①ペプチドは、ペプチドそのものを薬にするという、もっともベーシックなアプローチです。②低分子とは、ヒットペプチドの構造情報をもとに低分子医薬品をデザインし、開発していくというアプローチです。対象疾患などによって経口剤として開発したいというニーズがある場合など、このようなアプローチを取っています。ペプチドと別の化合物の複合体を作るアプローチはこれまで③PDCというご説明をしていましたが、今回MPCというアプローチをご紹介したいと思います。
PDCとは
あらためてPDCを説明すると、PDCとはペプチドを使って薬効成分を目的の場所に運ぶというものです。ペプチドはあくまで、キャリア―・運び屋であり、抗体・核酸・低分子など様々なものを運ぶことができます。PDCの代表的な用途としては
・がん細胞に特異的に発現しているレセプターに結合するペプチドを用いて、薬効成分をがん組織に運ぶ
・血液脳関門と呼ばれる脳のバリアを通過して薬効成分を脳に運ぶ
などがあります。
また、PDCが他のモダリティ(※)の成長を牽引するという点も注目されています。2021年のAlnylam社との提携にあるように、核酸医薬品は肝臓以外の組織へのデリバリーの手法が確立していないため、核酸医薬品との複合体は高い期待を集めています。
2021年はPDCの領域で武田薬品・Alnylam社と、大きな新規提携を2つ行い、PDCがペプチドリームの事業面で大きなウエイトを占めるようになってきています。
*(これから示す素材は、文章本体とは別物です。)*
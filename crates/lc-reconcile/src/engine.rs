//! Orchestration of one validation run.
//!
//! submit all -> await all (concurrently) -> read scalars -> compare -> alert.
//!
//! Every query is submitted before any is awaited, so the engine runs them
//! side by side. Waits are joined, so a run takes as long as its slowest
//! query rather than the sum of all of them.

use std::sync::Arc;

use futures_util::future::try_join_all;
use lc_config::{CheckDef, ValidationConfig};
use lc_notify::Notifier;
use lc_query::{await_success, read_scalar, PollPolicy, QueryError, QueryExecutor, QueryHandle};
use tracing::{error, info, warn};

use crate::compare::{evaluate, scalar_kind, Observation};
use crate::Verdict;

/// Everything a run needs besides its collaborators and checklist.
#[derive(Debug, Clone)]
pub struct EngineSettings {
    pub dataset: String,
    pub output_location: String,
    pub poll: PollPolicy,
    pub alert_topic: String,
    pub alert_subject: String,
}

impl EngineSettings {
    pub fn from_config(cfg: &ValidationConfig) -> Self {
        Self {
            dataset: cfg.dataset.clone(),
            output_location: cfg.output_location.clone(),
            poll: PollPolicy::new(cfg.poll_interval, cfg.poll_timeout),
            alert_topic: cfg.alert_topic.clone(),
            alert_subject: cfg.alert_subject.clone(),
        }
    }
}

struct Submitted<'a> {
    check: &'a CheckDef,
    gold: QueryHandle,
    silver: QueryHandle,
}

pub struct ReconciliationEngine {
    executor: Arc<dyn QueryExecutor>,
    notifier: Arc<dyn Notifier>,
    settings: EngineSettings,
    checks: Vec<CheckDef>,
}

impl ReconciliationEngine {
    pub fn new(
        executor: Arc<dyn QueryExecutor>,
        notifier: Arc<dyn Notifier>,
        settings: EngineSettings,
        checks: Vec<CheckDef>,
    ) -> Self {
        Self {
            executor,
            notifier,
            settings,
            checks,
        }
    }

    pub fn from_config(
        executor: Arc<dyn QueryExecutor>,
        notifier: Arc<dyn Notifier>,
        cfg: &ValidationConfig,
    ) -> Self {
        Self::new(
            executor,
            notifier,
            EngineSettings::from_config(cfg),
            cfg.checks.clone(),
        )
    }

    pub fn checks(&self) -> &[CheckDef] {
        &self.checks
    }

    pub fn settings(&self) -> &EngineSettings {
        &self.settings
    }

    /// Run the checklist once.
    ///
    /// `Err` means the run could not be completed (submission rejected, query
    /// FAILED/CANCELLED, timeout, unreadable result) and no verdict exists.
    /// A data mismatch is `Ok(Verdict::Fail(..))`, never an error.
    pub async fn run(&self) -> Result<Verdict, QueryError> {
        info!(
            engine = self.executor.engine_name(),
            dataset = %self.settings.dataset,
            checks = self.checks.len(),
            "validation run started"
        );

        let result = self.run_inner().await;
        if let Err(e) = &result {
            error!(code = e.code(), error = %e, "validation run aborted");
        }
        result
    }

    async fn run_inner(&self) -> Result<Verdict, QueryError> {
        let submitted = self.submit_all().await?;

        let handles: Vec<&QueryHandle> = submitted
            .iter()
            .flat_map(|s| [&s.gold, &s.silver])
            .collect();
        let executor = self.executor.as_ref();
        let poll = &self.settings.poll;
        try_join_all(handles.into_iter().map(|h| await_success(executor, h, poll))).await?;

        let mut observations = Vec::with_capacity(submitted.len());
        for s in &submitted {
            let kind = scalar_kind(&s.check.rule);
            let gold = read_scalar(executor, &s.gold, kind).await?;
            let silver = read_scalar(executor, &s.silver, kind).await?;
            observations.push(Observation {
                check: s.check.clone(),
                gold,
                silver,
            });
        }

        let verdict = evaluate(&observations);
        match &verdict {
            Verdict::Pass => info!("validation PASS"),
            Verdict::Fail(report) => {
                for m in report.messages() {
                    warn!(discrepancy = %m, "validation mismatch");
                }
                self.alert(&report.body()).await;
            }
        }
        Ok(verdict)
    }

    /// Submit gold then silver for every check, in checklist order, without
    /// waiting on any of them.
    async fn submit_all(&self) -> Result<Vec<Submitted<'_>>, QueryError> {
        let mut out = Vec::with_capacity(self.checks.len());
        for check in &self.checks {
            let gold = self.submit(&check.gold_query).await?;
            let silver = self.submit(&check.silver_query).await?;
            out.push(Submitted {
                check,
                gold,
                silver,
            });
        }
        Ok(out)
    }

    async fn submit(&self, query: &str) -> Result<QueryHandle, QueryError> {
        self.executor
            .submit(query, &self.settings.dataset, &self.settings.output_location)
            .await
    }

    /// Best effort: a delivery failure is logged and does not change the
    /// verdict.
    async fn alert(&self, body: &str) {
        let res = self
            .notifier
            .publish(&self.settings.alert_topic, &self.settings.alert_subject, body)
            .await;
        if let Err(e) = res {
            warn!(
                channel = self.notifier.channel_name(),
                error = %e,
                "alert delivery failed"
            );
        }
    }
}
※モダリティ:医薬品の種類・タイプ・治療手段。ペプチド、核酸、遺伝子治療、細胞治療などが新しい創薬モダリティとして注目されています。
4つ目の創薬アプローチ:MPCとは
MPCは今回新たなコンセプトとして説明させていただきました。PDCが薬効成分を運ぶ「運び屋」であるのに対して、MPCというのは複数つなげた成分がすべて薬効を持つというものです。
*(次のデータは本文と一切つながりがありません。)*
//! HTTP query gateway client.
//!
//! Speaks to a small REST facade in front of the query engine:
//!
//! | call          | request                              | response                                  |
//! |---------------|--------------------------------------|-------------------------------------------|
//! | submit        | `POST /v1/queries`                   | `{"query_execution_id": "..."}`           |
//! | status        | `GET /v1/queries/{id}`               | `{"state": "RUNNING", "state_change_reason": "..."}` |
//! | result rows   | `GET /v1/queries/{id}/results`       | `{"rows": [["_col0"], ["1000"]]}`         |
//!
//! Non-2xx responses carry `{"message": "..."}`. The API token is passed in
//! by the caller (see lc-config secrets); do not log it.

use serde::{Deserialize, Serialize};
use tracing::{info, warn};

use crate::{ExecutionState, QueryError, QueryExecutor, QueryHandle, ResultRow};

#[derive(Clone)]
pub struct HttpQueryExecutor {
    http: reqwest::Client,
    base_url: String,
    api_token: Option<String>,
}

impl std::fmt::Debug for HttpQueryExecutor {
    fn fmt(&self, f: &mut std::fmt::Formatter<'_>) -> std::fmt::Result {
        f.debug_struct("HttpQueryExecutor")
            .field("base_url", &self.base_url)
            .field("api_token", &self.api_token.as_ref().map(|_| "<REDACTED>"))
            .finish()
    }
}

#[derive(Debug, Serialize)]
struct SubmitRequest<'a> {
    query: &'a str,
    database: &'a str,
    output_location: &'a str,
}

#[derive(Debug, Deserialize)]
struct SubmitResponse {
    query_execution_id: String,
}

#[derive(Debug, Deserialize)]
struct StatusResponse {
    state: String,
    #[serde(default)]
    state_change_reason: Option<String>,
}

#[derive(Debug, Deserialize)]
struct ResultsResponse {
    #[serde(default)]
    rows: Vec<ResultRow>,
}

#[derive(Debug, Default, Deserialize)]
struct ErrorBody {
    #[serde(default)]
    message: Option<String>,
}

impl HttpQueryExecutor {
    pub fn new(base_url: impl Into<String>, api_token: Option<String>) -> Self {
        Self {
            http: reqwest::Client::new(),
            base_url: base_url.into(),
            api_token,
        }
    }

    fn url(&self, path: &str) -> String {
        format!("{}/v1/{}", self.base_url.trim_end_matches('/'), path)
    }

    fn authorize(&self, req: reqwest::RequestBuilder) -> reqwest::RequestBuilder {
        match &self.api_token {
            Some(t) => req.bearer_auth(t),
            None => req,
        }
    }

    /// Best-effort extraction of `{"message": ...}` from an error response.
    async fn error_message(resp: reqwest::Response) -> String {
        let status = resp.status();
        let body: ErrorBody = resp.json().await.unwrap_or_default();
        match body.message {
            Some(m) => format!("http {} {}", status.as_u16(), m),
            None => format!("http {}", status.as_u16()),
        }
    }

    async fn get_json<T: serde::de::DeserializeOwned>(
        &self,
        handle: &QueryHandle,
        path: String,
    ) -> Result<T, QueryError> {
        let status_err = |message: String| QueryError::StatusCheck {
            handle: handle.clone(),
            message,
        };

        let resp = self
            .authorize(self.http.get(self.url(&path)))
            .send()
            .await
            .map_err(|e| status_err(format!("request failed: {e}")))?;

        if !resp.status().is_success() {
            return Err(status_err(Self::error_message(resp).await));
        }

        resp.json::<T>()
            .await
            .map_err(|e| status_err(format!("response json decode failed: {e}")))
    }
}

#[async_trait::async_trait]
impl QueryExecutor for HttpQueryExecutor {
    fn engine_name(&self) -> &'static str {
        "http-gateway"
    }

    async fn submit(
        &self,
        query: &str,
        dataset: &str,
        output_location: &str,
    ) -> Result<QueryHandle, QueryError> {
        let rejected = |message: String| QueryError::Submission {
            query: query.to_string(),
            message,
        };

        let body = SubmitRequest {
            query,
            database: dataset,
            output_location,
        };
        let resp = self
            .authorize(self.http.post(self.url("queries")))
            .json(&body)
            .send()
            .await
            .map_err(|e| rejected(format!("request failed: {e}")))?;

        if !resp.status().is_success() {
            return Err(rejected(Self::error_message(resp).await));
        }

        let parsed: SubmitResponse = resp
            .json()
            .await
            .map_err(|e| rejected(format!("response json decode failed: {e}")))?;
        if parsed.query_execution_id.trim().is_empty() {
            return Err(rejected("engine returned an empty query_execution_id".to_string()));
        }

        let handle = QueryHandle::new(parsed.query_execution_id);
        info!(query_id = %handle, dataset, "query submitted");
        Ok(handle)
    }

    async fn status(&self, handle: &QueryHandle) -> Result<ExecutionState, QueryError> {
        let body: StatusResponse = self
            .get_json(handle, format!("queries/{}", handle.as_str()))
            .await?;

        let state = ExecutionState::parse(&body.state).ok_or_else(|| QueryError::StatusCheck {
            handle: handle.clone(),
            message: format!("unknown execution state '{}'", body.state),
        })?;

        if matches!(state, ExecutionState::Failed | ExecutionState::Cancelled) {
            warn!(
                query_id = %handle,
                state = %state,
                reason = body.state_change_reason.as_deref().unwrap_or("unknown"),
                "query did not succeed"
            );
        }
        Ok(state)
    }

    async fn result_rows(&self, handle: &QueryHandle) -> Result<Vec<ResultRow>, QueryError> {
        let body: ResultsResponse = self
            .get_json(handle, format!("queries/{}/results", handle.as_str()))
            .await?;
        Ok(body.rows)
    }
}

#[cfg(test)]
mod tests {
    use super::*;

    #[test]
    fn url_joins_without_double_slash() {
        let ex = HttpQueryExecutor::new("http://localhost:8080/", None);
        assert_eq!(ex.url("queries"), "http://localhost:8080/v1/queries");
    }

    #[test]
    fn debug_redacts_token() {
        let ex = HttpQueryExecutor::new("http://gw", Some("tok-123".to_string()));
        let dbg = format!("{ex:?}");
        assert!(!dbg.contains("tok-123"));
        assert!(dbg.contains("<REDACTED>"));
    }
}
Biohaven社と行っているBHV-1100については、これまでPDCという言い方をしてきましたが、正確にいうとMPCであるということです。ペプチドリームが創製したペプチドはCD38に結合するという機能を持っており、Biohaven社のARMという分子は免疫細胞をリクルートしてくる機能を持っており、両方が薬効を持っています。
抗体を使って複数ターゲットへアプローチし相乗効果を狙う場合、下図のバイスペシフィック抗体というのがあります。これは2つの抗原に同時に結合できるタイプの薬剤です。複数の抗体医薬を同時に投与するというやり方もあります。
バイスペシフィック抗体
これらの既存のアプローチはMPCを使ってもできます。さらに、ペプチドを使うことにより、
・多剤の組み合わせが実現可能
・抗体医薬品の問題となる免疫原性の問題を回避できる
・開発期間・コストを大幅に削減できる
というメリットがあると考えています。この「多機能」薬剤の領域をMPCを使って大きく前進させたいと考えています。ペプチドリーム社内での技術的な開発はほぼ完了しており、どのターゲットを組み合わせるかという議論を行っています(パートナーと行っているものも一部あります)。MPCはPDCの次にペプチド創薬を牽引する領域として非常に期待できると考えています。今後、個別のプログラムについて、具体的にお話できる段階になったらご説明したいと考えています。
どうぞ引き続きよろしくお願いいたします。